As lifeline engineering, bridges are in a stage of rapid development at present, and the community has attached great importance to the operational safety of bridges. Therefore, how to ensure the healthy operation of long-span bridges has become a hot topic that is difficult to address in this field. Through the service period that ranges from decades to even a hundred years, bridges will be affected by external loads like cars, climate, and rivers. Bridges will also be affected by internal effects like material aging, fatigue, and other factors . These factors will result in inevitable damage and serious accidents. For example, on 1 August 2007, the I-35W Mississippi River Bridge in the United States collapsed . On 14 July 2011, the Wuyishan Mansion Bridge in the Fujian province of China collapsed . The lessons taught by a series of disasters have made health monitoring and evaluation for bridges a major issue.

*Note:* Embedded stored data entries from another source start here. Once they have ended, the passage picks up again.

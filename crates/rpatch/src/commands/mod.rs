//! Command implementations.

mod runpath;
mod show;

use crate::cli::{Cli, Commands};

/// Dispatch CLI command to the appropriate handler.
pub fn run_command(cli: &Cli) -> i32 {
    match &cli.command {
        Commands::Show { file } => show::cmd_show(file),
        Commands::SetRunpath { file, paths } => runpath::cmd_set_runpath(file, paths),
        Commands::RemoveRunpath { file } => runpath::cmd_remove_runpath(file),
        Commands::SetSoname { file, name } => runpath::cmd_set_soname(file, name),
    }
}
/// File placement of the editable structures as found in the original
/// buffer, kept so stale regions can be zeroed after a move.
#[derive(Clone, Copy, Debug)]
struct OriginalLayout {
    file_size: u64,
    dynamic_section_offset: u64,
    dynamic_section_size: u64,
    dynamic_section_addr: u64,
    dynamic_string_table_offset: u64,
    dynamic_string_table_size: u64,
    dynamic_string_table_addr: u64,
    program_header_table_offset: u64,
    program_header_table_size: u64,
}

/// Placement decision taken once, after the last mutation.
#[derive(Clone, Copy, Debug)]
struct FinalLayout {
    required_size: u64,
    moved_region: Option<(u64, u64)>,
    move_dynamic_section: bool,
    move_dynamic_string_table: bool,
    move_program_header_table: bool,
}

/// The full editable model of one ELF file.
pub struct ElfEditableFile {
    headers: FileAllHeaders,
    dynamic_section: DynamicSection,
    offset_changes: FileOffsetChanges,
    original: OriginalLayout,
    dynamic_section_index: usize,
    dynamic_string_table_index: usize,
    dynsym_index: usize,
    dynsym: PartialSymbolTable,
    symtab: Option<(usize, PartialSymbolTable)>,
    got: Option<(usize, GlobalOffsetTable)>,
    got_plt: Option<(usize, GlobalOffsetTable)>,
    gnu_hash: Option<(usize, GnuHashTable)>,
    notes: Vec<(usize, NoteSection)>,
    interpreter: Option<(usize, ProgramInterpreterSection)>,
    layout: Option<FinalLayout>,
}
//! The ELF file header.

use crate::constants::*;
use crate::ident::{Ident, encode_ident, extract_ident};
use crate::word::{Class, Endian};

/// Object file type, decoded from `e_type`.
#[derive(Clone, Copy, Debug, PartialEq, Eq)]
pub enum ObjectType {
    None,
    RelocatableFile,
    ExecutableFile,
    SharedObject,
    CoreFile,
    Unknown(u16),
}

/// Decoded file header. Word-width fields are widened to `u64`; the
/// class recorded in `ident` narrows them again on encode.
#[derive(Clone, Debug, PartialEq, Eq)]
pub struct FileHeader {
    pub ident: Ident,
    pub e_type: u16,
    pub machine: u16,
    pub version: u32,
    pub entry: u64,
    pub phoff: u64,
    pub shoff: u64,
    pub flags: u32,
    pub ehsize: u16,
    pub phentsize: u16,
    pub phnum: u16,
    pub shentsize: u16,
    pub shnum: u16,
    pub shstrndx: u16,
}

impl FileHeader {
    pub fn object_type(&self) -> ObjectType {
        match self.e_type {
            ET_NONE => ObjectType::None,
            ET_REL => ObjectType::RelocatableFile,
            ET_EXEC => ObjectType::ExecutableFile,
            ET_DYN => ObjectType::SharedObject,
            ET_CORE => ObjectType::CoreFile,
            other => ObjectType::Unknown(other),
        }
    }

    /// A machine of 0 (`EM_NONE`) is not a real target; any nonzero
    /// value is accepted so exotic architectures degrade gracefully.
    pub fn seems_valid(&self) -> bool {
        self.ident.seems_valid()
            && !matches!(self.object_type(), ObjectType::None | ObjectType::Unknown(_))
            && self.machine != 0
            && self.version == u32::from(ELF_VERSION_CURRENT)
    }

    pub fn is_executable_or_shared_library(&self) -> bool {
        self.seems_valid()
            && matches!(
                self.object_type(),
                ObjectType::ExecutableFile | ObjectType::SharedObject
            )
    }

    /// File size needed to hold the whole program header table.
    pub fn minimum_size_to_read_all_program_headers(&self) -> u64 {
        self.phoff + u64::from(self.phnum) * u64::from(self.phentsize)
    }

    /// File size needed to hold the whole section header table.
    pub fn minimum_size_to_read_all_section_headers(&self) -> u64 {
        self.shoff + u64::from(self.shnum) * u64::from(self.shentsize)
    }
}

/// Decode the file header. `bytes` must hold at least the per-class
/// header length and the identification block must be valid.
pub fn extract_file_header(bytes: &[u8]) -> FileHeader {
    let ident = extract_ident(bytes);
    let class = ident.class().expect("valid identification block");
    let endian = ident.endian().expect("valid identification block");
    assert!(bytes.len() >= class.file_header_len());

    let word_len = class.word_len();
    let e_type = endian.read_u16(&bytes[16..]);
    let machine = endian.read_u16(&bytes[18..]);
    let version = endian.read_u32(&bytes[20..]);
    let entry = endian.read_nword(&bytes[24..], class);
    let phoff = endian.read_nword(&bytes[24 + word_len..], class);
    let shoff = endian.read_nword(&bytes[24 + 2 * word_len..], class);
    let rest = 24 + 3 * word_len;

    FileHeader {
        ident,
        e_type,
        machine,
        version,
        entry,
        phoff,
        shoff,
        flags: endian.read_u32(&bytes[rest..]),
        ehsize: endian.read_u16(&bytes[rest + 4..]),
        phentsize: endian.read_u16(&bytes[rest + 6..]),
        phnum: endian.read_u16(&bytes[rest + 8..]),
        shentsize: endian.read_u16(&bytes[rest + 10..]),
        shnum: endian.read_u16(&bytes[rest + 12..]),
        shstrndx: endian.read_u16(&bytes[rest + 14..]),
    }
}

/// Encode the file header at the start of `buf`.
pub fn encode_file_header(buf: &mut [u8], header: &FileHeader) {
    let class = header.ident.class().expect("valid identification block");
    let endian = header.ident.endian().expect("valid identification block");
    assert!(buf.len() >= class.file_header_len());

    encode_ident(buf, &header.ident);
    let word_len = class.word_len();
    endian.write_u16(&mut buf[16..], header.e_type);
    endian.write_u16(&mut buf[18..], header.machine);
    endian.write_u32(&mut buf[20..], header.version);
    endian.write_nword(&mut buf[24..], class, header.entry);
    endian.write_nword(&mut buf[24 + word_len..], class, header.phoff);
    endian.write_nword(&mut buf[24 + 2 * word_len..], class, header.shoff);
    let rest = 24 + 3 * word_len;
    endian.write_u32(&mut buf[rest..], header.flags);
    endian.write_u16(&mut buf[rest + 4..], header.ehsize);
    endian.write_u16(&mut buf[rest + 6..], header.phentsize);
    endian.write_u16(&mut buf[rest + 8..], header.phnum);
    endian.write_u16(&mut buf[rest + 10..], header.shentsize);
    endian.write_u16(&mut buf[rest + 12..], header.shnum);
    endian.write_u16(&mut buf[rest + 14..], header.shstrndx);
}

#[cfg(test)]
mod tests {
    use super::*;

    fn header(class: Class, endian: Endian) -> FileHeader {
        FileHeader {
            ident: Ident {
                magic: ELF_MAGIC,
                class: class.byte(),
                data: endian.byte(),
                version: ELF_VERSION_CURRENT,
                os_abi: 0,
                abi_version: 0,
            },
            e_type: ET_DYN,
            machine: 62, // EM_X86_64
            version: 1,
            entry: 0x1040,
            phoff: u64::from(class.file_header_len() as u32),
            shoff: 0x3000,
            flags: 0,
            ehsize: class.file_header_len() as u16,
            phentsize: class.program_header_len() as u16,
            phnum: 4,
            shentsize: class.section_header_len() as u16,
            shnum: 10,
            shstrndx: 9,
        }
    }

    #[test]
    fn test_round_trip_all_contexts() {
        for class in [Class::Elf32, Class::Elf64] {
            for endian in [Endian::Little, Endian::Big] {
                let expected = header(class, endian);
                let mut buf = vec![0_u8; class.file_header_len()];
                encode_file_header(&mut buf, &expected);
                assert_eq!(extract_file_header(&buf), expected);
            }
        }
    }

    #[test]
    fn test_fixed_field_positions_elf64() {
        let h = header(Class::Elf64, Endian::Little);
        let mut buf = vec![0_u8; 64];
        encode_file_header(&mut buf, &h);
        // e_shstrndx sits in the last two bytes of a 64-byte header.
        assert_eq!(Endian::Little.read_u16(&buf[62..]), 9);
        // e_phnum at offset 56.
        assert_eq!(Endian::Little.read_u16(&buf[56..]), 4);
    }

    #[test]
    fn test_seems_valid_rejects_unknown_type() {
        let mut h = header(Class::Elf64, Endian::Little);
        assert!(h.seems_valid());
        assert!(h.is_executable_or_shared_library());

        h.e_type = 0x1234;
        assert_eq!(h.object_type(), ObjectType::Unknown(0x1234));
        assert!(!h.seems_valid());

        let mut relocatable = header(Class::Elf32, Endian::Big);
        relocatable.e_type = ET_REL;
        assert!(relocatable.seems_valid());
        assert!(!relocatable.is_executable_or_shared_library());
    }

    #[test]
    fn test_minimum_table_sizes() {
        let h = header(Class::Elf64, Endian::Little);
        assert_eq!(h.minimum_size_to_read_all_program_headers(), 64 + 4 * 56);
        assert_eq!(h.minimum_size_to_read_all_section_headers(), 0x3000 + 10 * 64);
    }
}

Sensing technology belongs to modern science and its purpose is to obtain and identify the information from natural sources by sensors. With the innovation of technology, sensors that are original, intelligent, and reliable have been widely used for health monitoring of long-span bridges. For instance, sensors were installed on the Foyle Bridge , which is a continuous steel bridge with variable heights and a total length of 522 m. Their purpose was to monitor the response of vibration, deflection, and strain under the vehicle and wind load in the operation stage. Numerous acceleration sensors and strain gauges were attached to the Tsing Ma Bridge with a set of GPS (Global Position System) devices, which were used for the long-term monitoring of the service safety . Monitoring systems have also been installed in numerous bridges. For example, in Japan, the Akashi Kaikyo Bridge  has a main span of 1991 m. In Denmark, there exists the Great Belt East Suspension Bridge and the Faroe Sea-Crossing Cable-Stayed Bridge, of which the main spans are 1624 m and 1726 m, respectively. In Norway, the Skarnsundet Cable-Stayed Bridge has a main span of 530 m. Additionally in China, there exists the Su Tong Yangtze River Highway Bridge and the Run Yang Yangtze River Bridge, of which the main spans are 1088 m and 1490 m, respectively. In this paper, the Caijia Jialing River Bridge for the subway in Chongqing city, China, will be taken as an example. Its total length is 1250 m. Also, constant, on-line, and dynamic health monitoring is conducted so as to achieve the objective of real and effective evaluation of its structural state [7,8,9].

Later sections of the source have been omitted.